Introduction
What has survived from Iron Age Britain provides the essential evidence that archaeologists use to reconstruct all aspects of life during the period. The small amount of historical (ie written) evidence for the period was from a foreign viewpoint and only refers to some aspects of life in the last 150 years of the period.
Thus Iron Age Britain can only be directly understood from the archaeological evidence: the material remains of buildings and settlements, and the things Iron Age people ate, made and used. But why has anything survived from the Iron Age at all?
The buildings
'Most houses and other buildings were made out of timber and thatch.'
There are few surviving spectacular ruins or buildings from Iron Age Britain. Unlike Mesoamerica, India, Classical Greece or ancient Egypt, in Iron Age Britain there was no construction of major cities, palaces, temples or pyramids. Rather, it was an essentially rural world of farms and villages, one that had no economic, political or religious need to build palaces, cities, major tombs or ceremonial sites such as stone circles. Most houses and other buildings were made out of timber and thatch.

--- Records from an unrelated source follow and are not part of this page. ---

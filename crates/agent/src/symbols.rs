//! Fully qualified symbol list helpers.

/// Longest shared package prefix (ending in `.`) of `symbols`.
///
/// Only package segments count: the last segment of each symbol is its own
/// name and is never part of the prefix.
pub fn common_package_prefix(symbols: &[String]) -> String {
    let split: Vec<Vec<&str>> = symbols.iter().map(|s| s.split('.').collect()).collect();
    let Some(first) = split.first() else {
        return String::new();
    };

    let mut shared = 0;
    for (i, segment) in first.iter().enumerate().take(first.len().saturating_sub(1)) {
        let all_match = split
            .iter()
            .all(|parts| i + 1 < parts.len() && parts[i] == *segment);
        if !all_match {
            break;
        }
        shared = i + 1;
    }

    if shared == 0 {
        String::new()
    } else {
        format!("{}.", first[..shared].join("."))
    }
}

/// Render `symbols` under `label`, factoring out their shared package prefix.
pub fn compress_symbols(label: &str, symbols: &[String]) -> String {
    if symbols.is_empty() {
        return format!("{label}: None found");
    }
    let prefix = common_package_prefix(symbols);
    if prefix.is_empty() {
        return format!("{label}: {}", symbols.join(", "));
    }
    let short: Vec<&str> = symbols
        .iter()
        .map(|s| s.strip_prefix(prefix.as_str()).unwrap_or(s))
        .collect();
    format!(
        "{label}: [Common package prefix: '{prefix}'. IMPORTANT: you MUST use full symbol names including this prefix for subsequent tool calls] {}",
        short.join(", ")
    )
}

/// Drop `Outer$Inner` names whose `Outer` is also listed.
pub fn coalesce_inner_classes(names: &[String]) -> Vec<String> {
    names
        .iter()
        .filter(|name| {
            !names
                .iter()
                .any(|outer| name.starts_with(&format!("{outer}$")))
        })
        .cloned()
        .collect()
}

Technologically, Iron Age Britons could certainly construct large stone buildings with many rooms, built to last several generations - as is shown by the brochs of northern Scotland. And where there was a reason to construct such buildings for defensive purposes, their ruins still stand many metres high to this day. However, in most parts of Britain the houses were round, single-roomed buildings of varying sizes, with a timber or stone wall.
Published: 01-04-2001


Bookmark with:
What are these?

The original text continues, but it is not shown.